Exercise description
From the entries that follow, report every line in which "first" occurs.

+===+

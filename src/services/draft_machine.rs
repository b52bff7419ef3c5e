use std::collections::HashSet;

use chrono::{DateTime, Duration, Utc};
use rand::Rng;
use rand::seq::IndexedRandom;

use crate::dto::{
    draft_config_dto::{DraftConfig, PhaseType, Team},
    draft_dto::{DraftSnapshot, TurnView},
    draft_session_dto::{DraftPick, DraftSession, SessionStatus},
    hero_dto::Hero,
};
use crate::error::{DraftError, DraftResult};
use crate::services::phase_plan::{Turn, TurnSequence};

/// Identifies the exact turn a timer was armed for.
#[derive(Debug, Clone, Copy, PartialEq, Eq)]
pub struct TurnStamp {
    pub flat_index: usize,
    pub turn_started_at: DateTime<Utc>,
}

#[derive(Debug, Clone)]
pub struct PickOutcome {
    pub pick: DraftPick,
    pub completed: bool,
}

/**
 * Draft state for one lobby: config, session pointer, pick history and the
 * hero roster the available pool is derived from.
 *
 * Every transition validates before touching any field, so a rejected call
 * leaves the machine exactly as it was.
 */
#[derive(Debug, Clone)]
pub struct DraftMachine {
    config: DraftConfig,
    sequence: TurnSequence,
    session: DraftSession,
    picks: Vec<DraftPick>,
    roster: Vec<Hero>,
}

impl DraftMachine {
    pub fn new(lobby_id: i64, config: DraftConfig, roster: Vec<Hero>) -> DraftResult<Self> {
        config.validate().map_err(DraftError::InvalidConfig)?;

        Ok(Self {
            sequence: TurnSequence::compile(&config),
            config,
            session: DraftSession::pending(lobby_id),
            picks: vec![],
            roster,
        })
    }

    pub fn restore(
        config: DraftConfig,
        session: DraftSession,
        mut picks: Vec<DraftPick>,
        roster: Vec<Hero>,
    ) -> Self {
        picks.sort_by_key(|p| p.pick_order);
        Self {
            sequence: TurnSequence::compile(&config),
            config,
            session,
            picks,
            roster,
        }
    }

    pub fn config(&self) -> &DraftConfig {
        &self.config
    }

    pub fn session(&self) -> &DraftSession {
        &self.session
    }

    pub fn picks(&self) -> &[DraftPick] {
        &self.picks
    }

    pub fn update_config(&mut self, config: DraftConfig) -> DraftResult<()> {
        if self.session.status != SessionStatus::Pending {
            return Err(DraftError::ConfigLocked);
        }
        config.validate().map_err(DraftError::InvalidConfig)?;

        self.sequence = TurnSequence::compile(&config);
        self.config = config;
        Ok(())
    }

    pub fn start(&mut self, roster: Vec<Hero>, now: DateTime<Utc>) -> DraftResult<()> {
        if self.session.status != SessionStatus::Pending {
            return Err(DraftError::AlreadyStarted);
        }
        self.config.validate().map_err(DraftError::InvalidConfig)?;

        let first = *self
            .sequence
            .first()
            .ok_or_else(|| DraftError::InvalidConfig("no turns left after skipping bans".to_string()))?;

        let total = self.sequence.total_turns();
        if total > roster.len() {
            return Err(DraftError::InvalidConfig(format!(
                "{} turns configured but only {} heroes exist",
                total,
                roster.len()
            )));
        }

        self.roster = roster;
        self.session.status = SessionStatus::Active;
        self.session.current_phase_index = first.phase_index;
        self.session.current_pick_index = first.pick_index;
        self.session.current_team = Some(first.team);
        self.session.started_at = Some(now);
        self.session.turn_started_at = Some(now);
        Ok(())
    }

    pub fn apply_pick(
        &mut self,
        participant_id: &str,
        team: Team,
        hero_id: i64,
        now: DateTime<Utc>,
    ) -> DraftResult<PickOutcome> {
        let (_, turn) = self.active_turn()?;

        if team != turn.team {
            return Err(DraftError::NotYourTurn);
        }
        if !self.is_available(hero_id) {
            return Err(DraftError::HeroUnavailable(hero_id));
        }

        self.resolve(hero_id, Some(participant_id.to_string()), now)
    }

    /// Auto-resolves the turn `stamp` was armed for. Returns `Ok(None)` when a
    /// faster pick already moved past that turn.
    pub fn expire_turn<R: Rng + ?Sized>(
        &mut self,
        stamp: TurnStamp,
        now: DateTime<Utc>,
        rng: &mut R,
    ) -> DraftResult<Option<PickOutcome>> {
        let (flat_index, _) = self.active_turn()?;

        if self.current_stamp() != Some(stamp) {
            return Ok(None);
        }

        let available = self.available_heroes();
        let hero = available
            .choose(rng)
            .ok_or(DraftError::RosterExhausted(flat_index))?;

        self.resolve(hero.id, None, now).map(Some)
    }

    pub fn cancel(&mut self) -> DraftResult<()> {
        if self.session.status.is_terminal() {
            return Err(DraftError::SessionNotActive);
        }
        self.session.status = SessionStatus::Cancelled;
        Ok(())
    }

    pub fn available_heroes(&self) -> Vec<Hero> {
        let taken: HashSet<i64> = self.picks.iter().map(|p| p.hero_id).collect();
        self.roster
            .iter()
            .filter(|h| !taken.contains(&h.id))
            .cloned()
            .collect()
    }

    pub fn is_available(&self, hero_id: i64) -> bool {
        self.roster.iter().any(|h| h.id == hero_id) && !self.picks.iter().any(|p| p.hero_id == hero_id)
    }

    pub fn current_flat_index(&self) -> Option<usize> {
        self.sequence
            .index_of(self.session.current_phase_index, self.session.current_pick_index)
    }

    pub fn current_stamp(&self) -> Option<TurnStamp> {
        if self.session.status != SessionStatus::Active {
            return None;
        }
        Some(TurnStamp {
            flat_index: self.current_flat_index()?,
            turn_started_at: self.session.turn_started_at?,
        })
    }

    /// Seconds left on the running turn. `None` when the timer is off or no
    /// turn is running.
    pub fn time_remaining(&self, now: DateTime<Utc>) -> Option<i64> {
        let deadline = self.turn_deadline()?;
        Some((deadline - now).num_seconds().max(0))
    }

    /// When the running turn times out, if the timer is on.
    pub fn turn_deadline(&self) -> Option<DateTime<Utc>> {
        if !self.config.timer_enabled || self.session.status != SessionStatus::Active {
            return None;
        }
        let started = self.session.turn_started_at?;
        Some(started + Duration::seconds(i64::from(self.config.time_per_turn)))
    }

    pub fn turn_view(&self, now: DateTime<Utc>) -> Option<TurnView> {
        let (flat_index, turn) = self.active_turn().ok()?;
        let (run_start, run_end) = self.sequence.run_bounds(flat_index)?;

        Some(TurnView {
            flat_index,
            team: turn.team,
            phase_type: turn.phase_type,
            run_start,
            run_end,
            remaining_in_run: run_end + 1 - flat_index,
            time_remaining: self.time_remaining(now),
        })
    }

    pub fn snapshot(&self, now: DateTime<Utc>) -> DraftSnapshot {
        DraftSnapshot {
            config: self.config.clone(),
            session: self.session.clone(),
            picks: self.picks.clone(),
            available_heroes: self.available_heroes(),
            total_turns: self.sequence.total_turns(),
            current_turn: self.turn_view(now),
            current_turn_time_remaining: self.time_remaining(now),
        }
    }

    fn active_turn(&self) -> DraftResult<(usize, Turn)> {
        if self.session.status != SessionStatus::Active {
            return Err(DraftError::SessionNotActive);
        }
        // The pointer always names a compiled turn while active.
        self.current_flat_index()
            .and_then(|i| self.sequence.get(i).map(|t| (i, *t)))
            .ok_or(DraftError::SessionNotActive)
    }

    fn resolve(
        &mut self,
        hero_id: i64,
        picked_by: Option<String>,
        now: DateTime<Utc>,
    ) -> DraftResult<PickOutcome> {
        let (flat_index, turn) = self.active_turn()?;

        let pick = DraftPick {
            hero_id,
            team: match turn.phase_type {
                PhaseType::Pick => Some(turn.team),
                PhaseType::Ban => None,
            },
            r#type: turn.phase_type,
            pick_order: flat_index,
            picked_by,
            picked_at: now,
        };
        self.picks.push(pick.clone());

        let completed = match self.sequence.get(flat_index + 1).copied() {
            Some(next) => {
                self.session.current_phase_index = next.phase_index;
                self.session.current_pick_index = next.pick_index;
                self.session.current_team = Some(next.team);
                self.session.turn_started_at = Some(now);
                false
            }
            None => {
                self.session.status = SessionStatus::Completed;
                true
            }
        };

        Ok(PickOutcome { pick, completed })
    }
}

+===+

Reply
        let first = *self
            .first()
        self.session.current_phase_index = first.phase_index;
        self.session.current_pick_index = first.pick_index;
        self.session.current_team = Some(first.team);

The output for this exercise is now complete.